*** Information supplied

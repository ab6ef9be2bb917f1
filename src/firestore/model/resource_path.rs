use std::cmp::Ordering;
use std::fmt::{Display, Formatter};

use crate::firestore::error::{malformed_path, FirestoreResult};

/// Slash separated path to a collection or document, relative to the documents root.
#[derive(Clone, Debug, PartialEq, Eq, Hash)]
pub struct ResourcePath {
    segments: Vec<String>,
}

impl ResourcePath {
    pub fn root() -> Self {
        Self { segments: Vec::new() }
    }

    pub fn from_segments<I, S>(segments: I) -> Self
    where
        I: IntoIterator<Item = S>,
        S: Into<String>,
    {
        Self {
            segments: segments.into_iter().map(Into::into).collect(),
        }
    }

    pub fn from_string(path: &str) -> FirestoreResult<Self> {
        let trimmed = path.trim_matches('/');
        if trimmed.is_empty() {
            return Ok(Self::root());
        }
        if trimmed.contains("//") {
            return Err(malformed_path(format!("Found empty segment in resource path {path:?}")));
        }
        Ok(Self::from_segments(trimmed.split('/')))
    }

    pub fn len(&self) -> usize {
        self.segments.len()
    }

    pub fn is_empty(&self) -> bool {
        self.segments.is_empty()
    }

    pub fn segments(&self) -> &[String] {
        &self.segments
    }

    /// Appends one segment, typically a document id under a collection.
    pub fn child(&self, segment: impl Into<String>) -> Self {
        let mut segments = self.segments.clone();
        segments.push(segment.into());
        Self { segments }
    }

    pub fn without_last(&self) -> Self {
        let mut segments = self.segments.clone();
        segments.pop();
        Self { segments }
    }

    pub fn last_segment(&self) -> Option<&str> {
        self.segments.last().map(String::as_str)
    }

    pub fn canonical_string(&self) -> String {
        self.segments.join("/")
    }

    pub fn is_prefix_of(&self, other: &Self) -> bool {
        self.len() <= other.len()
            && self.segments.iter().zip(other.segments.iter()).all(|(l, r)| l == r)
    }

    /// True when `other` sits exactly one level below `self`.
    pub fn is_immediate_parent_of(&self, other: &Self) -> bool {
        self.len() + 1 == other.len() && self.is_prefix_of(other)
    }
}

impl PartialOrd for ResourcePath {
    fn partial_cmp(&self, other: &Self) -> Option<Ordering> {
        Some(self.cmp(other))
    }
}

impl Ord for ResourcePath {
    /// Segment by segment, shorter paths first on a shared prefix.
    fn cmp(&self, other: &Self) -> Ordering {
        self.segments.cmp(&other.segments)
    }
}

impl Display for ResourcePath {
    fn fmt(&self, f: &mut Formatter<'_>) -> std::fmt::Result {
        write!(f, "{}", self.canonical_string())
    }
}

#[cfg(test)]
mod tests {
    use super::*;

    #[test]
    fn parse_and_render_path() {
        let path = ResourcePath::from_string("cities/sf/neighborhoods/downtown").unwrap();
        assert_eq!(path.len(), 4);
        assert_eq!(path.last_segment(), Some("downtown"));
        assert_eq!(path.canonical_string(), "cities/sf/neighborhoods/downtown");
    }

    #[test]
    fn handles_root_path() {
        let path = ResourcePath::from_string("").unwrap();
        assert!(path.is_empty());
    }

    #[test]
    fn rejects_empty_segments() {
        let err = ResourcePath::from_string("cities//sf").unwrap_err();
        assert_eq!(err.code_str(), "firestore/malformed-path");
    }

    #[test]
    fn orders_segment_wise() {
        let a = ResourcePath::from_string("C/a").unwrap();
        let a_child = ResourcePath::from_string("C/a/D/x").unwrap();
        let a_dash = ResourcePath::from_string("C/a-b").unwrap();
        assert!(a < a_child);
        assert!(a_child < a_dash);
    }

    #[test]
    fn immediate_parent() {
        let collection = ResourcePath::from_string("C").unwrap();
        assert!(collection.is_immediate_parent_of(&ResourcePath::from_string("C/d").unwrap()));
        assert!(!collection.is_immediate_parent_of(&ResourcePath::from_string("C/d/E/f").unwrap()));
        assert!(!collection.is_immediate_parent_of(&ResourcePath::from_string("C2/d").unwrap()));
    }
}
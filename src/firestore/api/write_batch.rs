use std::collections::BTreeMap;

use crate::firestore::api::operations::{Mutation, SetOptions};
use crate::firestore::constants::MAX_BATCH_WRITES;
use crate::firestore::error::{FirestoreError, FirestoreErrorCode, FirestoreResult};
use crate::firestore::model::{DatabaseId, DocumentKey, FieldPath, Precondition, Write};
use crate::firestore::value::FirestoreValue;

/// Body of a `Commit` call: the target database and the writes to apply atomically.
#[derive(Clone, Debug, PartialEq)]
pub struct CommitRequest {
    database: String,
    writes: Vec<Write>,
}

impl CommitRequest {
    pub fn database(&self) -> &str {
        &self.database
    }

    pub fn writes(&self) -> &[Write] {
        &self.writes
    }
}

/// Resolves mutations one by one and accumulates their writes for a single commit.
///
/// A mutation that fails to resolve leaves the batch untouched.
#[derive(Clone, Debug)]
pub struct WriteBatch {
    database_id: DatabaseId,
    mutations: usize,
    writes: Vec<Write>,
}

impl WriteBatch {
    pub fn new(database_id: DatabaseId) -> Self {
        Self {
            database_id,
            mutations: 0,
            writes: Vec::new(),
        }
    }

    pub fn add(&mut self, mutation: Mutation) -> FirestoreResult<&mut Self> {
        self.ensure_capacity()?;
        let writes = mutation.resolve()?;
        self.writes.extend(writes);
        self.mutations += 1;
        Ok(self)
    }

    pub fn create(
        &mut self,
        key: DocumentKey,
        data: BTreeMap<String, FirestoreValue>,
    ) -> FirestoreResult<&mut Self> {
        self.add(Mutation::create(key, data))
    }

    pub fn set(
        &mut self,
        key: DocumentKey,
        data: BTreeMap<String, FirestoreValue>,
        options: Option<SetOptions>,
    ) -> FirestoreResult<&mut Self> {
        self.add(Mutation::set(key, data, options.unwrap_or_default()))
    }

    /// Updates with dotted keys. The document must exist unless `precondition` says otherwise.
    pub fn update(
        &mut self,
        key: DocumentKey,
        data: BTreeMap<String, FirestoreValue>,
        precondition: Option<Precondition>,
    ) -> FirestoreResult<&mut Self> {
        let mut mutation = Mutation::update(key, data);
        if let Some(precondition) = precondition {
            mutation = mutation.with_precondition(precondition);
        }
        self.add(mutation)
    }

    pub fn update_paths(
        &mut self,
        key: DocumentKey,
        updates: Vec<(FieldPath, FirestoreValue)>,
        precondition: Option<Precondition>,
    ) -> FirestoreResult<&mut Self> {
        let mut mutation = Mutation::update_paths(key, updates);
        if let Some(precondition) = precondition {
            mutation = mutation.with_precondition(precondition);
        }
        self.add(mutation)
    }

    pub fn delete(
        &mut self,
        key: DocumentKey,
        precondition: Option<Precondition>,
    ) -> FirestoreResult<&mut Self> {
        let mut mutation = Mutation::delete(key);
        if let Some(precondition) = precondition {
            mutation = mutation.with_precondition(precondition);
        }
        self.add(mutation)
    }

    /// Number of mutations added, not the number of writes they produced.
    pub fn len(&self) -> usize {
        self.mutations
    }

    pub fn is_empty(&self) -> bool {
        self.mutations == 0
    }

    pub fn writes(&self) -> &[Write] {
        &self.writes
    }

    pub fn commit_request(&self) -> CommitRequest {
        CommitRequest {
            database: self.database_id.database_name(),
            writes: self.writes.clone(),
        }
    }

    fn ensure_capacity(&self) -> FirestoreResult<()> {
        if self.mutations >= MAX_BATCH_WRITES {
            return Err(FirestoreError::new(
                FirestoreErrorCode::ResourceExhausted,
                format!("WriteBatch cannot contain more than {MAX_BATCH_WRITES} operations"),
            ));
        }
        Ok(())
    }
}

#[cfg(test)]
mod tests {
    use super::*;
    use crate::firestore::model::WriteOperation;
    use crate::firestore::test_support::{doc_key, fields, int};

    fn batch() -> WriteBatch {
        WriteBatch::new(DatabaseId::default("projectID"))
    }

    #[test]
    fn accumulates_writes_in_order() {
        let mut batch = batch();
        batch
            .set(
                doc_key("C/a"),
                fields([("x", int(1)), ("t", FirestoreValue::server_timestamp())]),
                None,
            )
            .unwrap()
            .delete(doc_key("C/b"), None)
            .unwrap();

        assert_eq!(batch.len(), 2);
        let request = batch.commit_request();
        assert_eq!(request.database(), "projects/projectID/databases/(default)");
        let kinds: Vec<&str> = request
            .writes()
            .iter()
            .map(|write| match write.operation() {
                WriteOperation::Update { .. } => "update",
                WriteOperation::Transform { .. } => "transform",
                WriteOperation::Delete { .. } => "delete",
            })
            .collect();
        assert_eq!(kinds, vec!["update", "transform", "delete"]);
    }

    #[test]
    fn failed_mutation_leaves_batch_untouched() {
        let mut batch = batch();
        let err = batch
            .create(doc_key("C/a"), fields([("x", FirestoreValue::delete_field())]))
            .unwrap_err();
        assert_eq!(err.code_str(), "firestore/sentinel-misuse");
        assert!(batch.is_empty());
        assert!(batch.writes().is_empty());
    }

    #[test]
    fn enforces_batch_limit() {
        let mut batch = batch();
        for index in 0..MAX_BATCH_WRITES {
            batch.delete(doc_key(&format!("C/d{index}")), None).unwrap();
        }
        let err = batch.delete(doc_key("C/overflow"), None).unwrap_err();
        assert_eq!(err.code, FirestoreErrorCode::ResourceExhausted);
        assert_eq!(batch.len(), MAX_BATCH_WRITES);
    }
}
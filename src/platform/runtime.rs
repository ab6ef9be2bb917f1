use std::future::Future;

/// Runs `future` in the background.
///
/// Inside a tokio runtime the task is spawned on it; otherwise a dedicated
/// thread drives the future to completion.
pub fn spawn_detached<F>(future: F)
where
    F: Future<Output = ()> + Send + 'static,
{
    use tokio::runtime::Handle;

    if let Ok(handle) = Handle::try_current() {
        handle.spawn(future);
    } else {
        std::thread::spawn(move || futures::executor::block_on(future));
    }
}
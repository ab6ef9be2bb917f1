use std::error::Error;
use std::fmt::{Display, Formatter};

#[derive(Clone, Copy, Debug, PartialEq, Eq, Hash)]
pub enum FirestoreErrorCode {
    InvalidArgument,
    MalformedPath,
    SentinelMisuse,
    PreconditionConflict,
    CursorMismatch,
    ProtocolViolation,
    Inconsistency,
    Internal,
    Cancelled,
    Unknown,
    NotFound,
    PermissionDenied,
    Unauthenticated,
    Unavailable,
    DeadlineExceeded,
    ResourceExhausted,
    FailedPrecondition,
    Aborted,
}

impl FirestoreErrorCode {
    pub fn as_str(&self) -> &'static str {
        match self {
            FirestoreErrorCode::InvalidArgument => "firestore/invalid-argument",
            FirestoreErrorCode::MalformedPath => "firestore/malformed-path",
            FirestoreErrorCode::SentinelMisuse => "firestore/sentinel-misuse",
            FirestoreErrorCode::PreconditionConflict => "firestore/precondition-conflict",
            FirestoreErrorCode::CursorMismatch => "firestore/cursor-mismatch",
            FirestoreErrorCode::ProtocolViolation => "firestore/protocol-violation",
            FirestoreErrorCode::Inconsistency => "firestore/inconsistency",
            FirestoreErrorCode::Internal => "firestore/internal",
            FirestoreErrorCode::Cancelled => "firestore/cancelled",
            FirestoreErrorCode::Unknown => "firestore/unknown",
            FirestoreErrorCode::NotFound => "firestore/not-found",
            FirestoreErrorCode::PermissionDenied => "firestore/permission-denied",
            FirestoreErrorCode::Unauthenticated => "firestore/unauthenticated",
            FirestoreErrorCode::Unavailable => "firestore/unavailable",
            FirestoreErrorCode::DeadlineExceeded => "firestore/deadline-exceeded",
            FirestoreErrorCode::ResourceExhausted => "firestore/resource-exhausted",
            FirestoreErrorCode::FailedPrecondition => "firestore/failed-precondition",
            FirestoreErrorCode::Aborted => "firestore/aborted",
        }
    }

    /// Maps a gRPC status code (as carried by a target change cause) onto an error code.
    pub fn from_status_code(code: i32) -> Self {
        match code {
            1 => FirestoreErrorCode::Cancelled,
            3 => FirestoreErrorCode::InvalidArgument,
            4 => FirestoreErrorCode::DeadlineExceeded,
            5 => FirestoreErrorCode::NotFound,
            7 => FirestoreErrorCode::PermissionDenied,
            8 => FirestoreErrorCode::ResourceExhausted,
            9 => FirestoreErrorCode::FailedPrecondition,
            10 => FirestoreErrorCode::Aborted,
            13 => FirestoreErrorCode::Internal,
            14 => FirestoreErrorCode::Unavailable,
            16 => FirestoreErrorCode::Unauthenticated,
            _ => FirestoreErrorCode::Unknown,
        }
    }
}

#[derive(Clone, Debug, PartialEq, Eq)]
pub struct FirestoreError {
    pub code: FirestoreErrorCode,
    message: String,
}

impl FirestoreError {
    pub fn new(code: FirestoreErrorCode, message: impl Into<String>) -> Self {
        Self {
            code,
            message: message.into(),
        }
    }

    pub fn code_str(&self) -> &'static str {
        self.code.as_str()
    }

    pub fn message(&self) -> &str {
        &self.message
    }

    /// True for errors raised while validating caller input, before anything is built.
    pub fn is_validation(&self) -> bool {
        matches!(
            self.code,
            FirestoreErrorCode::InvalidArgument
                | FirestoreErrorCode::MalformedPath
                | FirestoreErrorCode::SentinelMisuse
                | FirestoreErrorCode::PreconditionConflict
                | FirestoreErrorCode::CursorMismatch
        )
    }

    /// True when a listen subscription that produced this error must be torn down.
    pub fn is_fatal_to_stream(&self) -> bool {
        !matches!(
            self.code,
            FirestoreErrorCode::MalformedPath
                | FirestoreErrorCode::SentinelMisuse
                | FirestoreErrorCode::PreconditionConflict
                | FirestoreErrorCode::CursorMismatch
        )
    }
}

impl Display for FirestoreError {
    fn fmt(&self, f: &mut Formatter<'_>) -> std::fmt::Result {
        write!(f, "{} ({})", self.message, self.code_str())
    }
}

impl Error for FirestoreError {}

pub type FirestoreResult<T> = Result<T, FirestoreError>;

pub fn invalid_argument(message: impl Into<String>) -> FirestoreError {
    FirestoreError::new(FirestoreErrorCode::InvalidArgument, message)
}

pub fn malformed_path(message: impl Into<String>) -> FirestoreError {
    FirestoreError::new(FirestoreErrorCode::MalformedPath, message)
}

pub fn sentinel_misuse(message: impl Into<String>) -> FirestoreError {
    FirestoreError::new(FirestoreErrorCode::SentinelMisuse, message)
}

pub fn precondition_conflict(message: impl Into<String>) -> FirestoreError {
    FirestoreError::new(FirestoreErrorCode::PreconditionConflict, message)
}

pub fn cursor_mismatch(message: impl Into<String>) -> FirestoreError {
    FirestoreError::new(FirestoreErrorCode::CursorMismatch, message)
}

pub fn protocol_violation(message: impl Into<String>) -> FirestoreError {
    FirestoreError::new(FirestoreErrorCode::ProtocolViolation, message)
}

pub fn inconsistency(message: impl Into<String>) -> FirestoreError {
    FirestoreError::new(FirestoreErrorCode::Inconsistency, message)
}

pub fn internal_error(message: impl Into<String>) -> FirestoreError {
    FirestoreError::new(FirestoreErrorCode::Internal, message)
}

******

**Work request**
Show each line of the records above containing "PermissionDenied".

**Written response**
    PermissionDenied,
            FirestoreErrorCode::PermissionDenied => "firestore/permission-denied",
            7 => FirestoreErrorCode::PermissionDenied,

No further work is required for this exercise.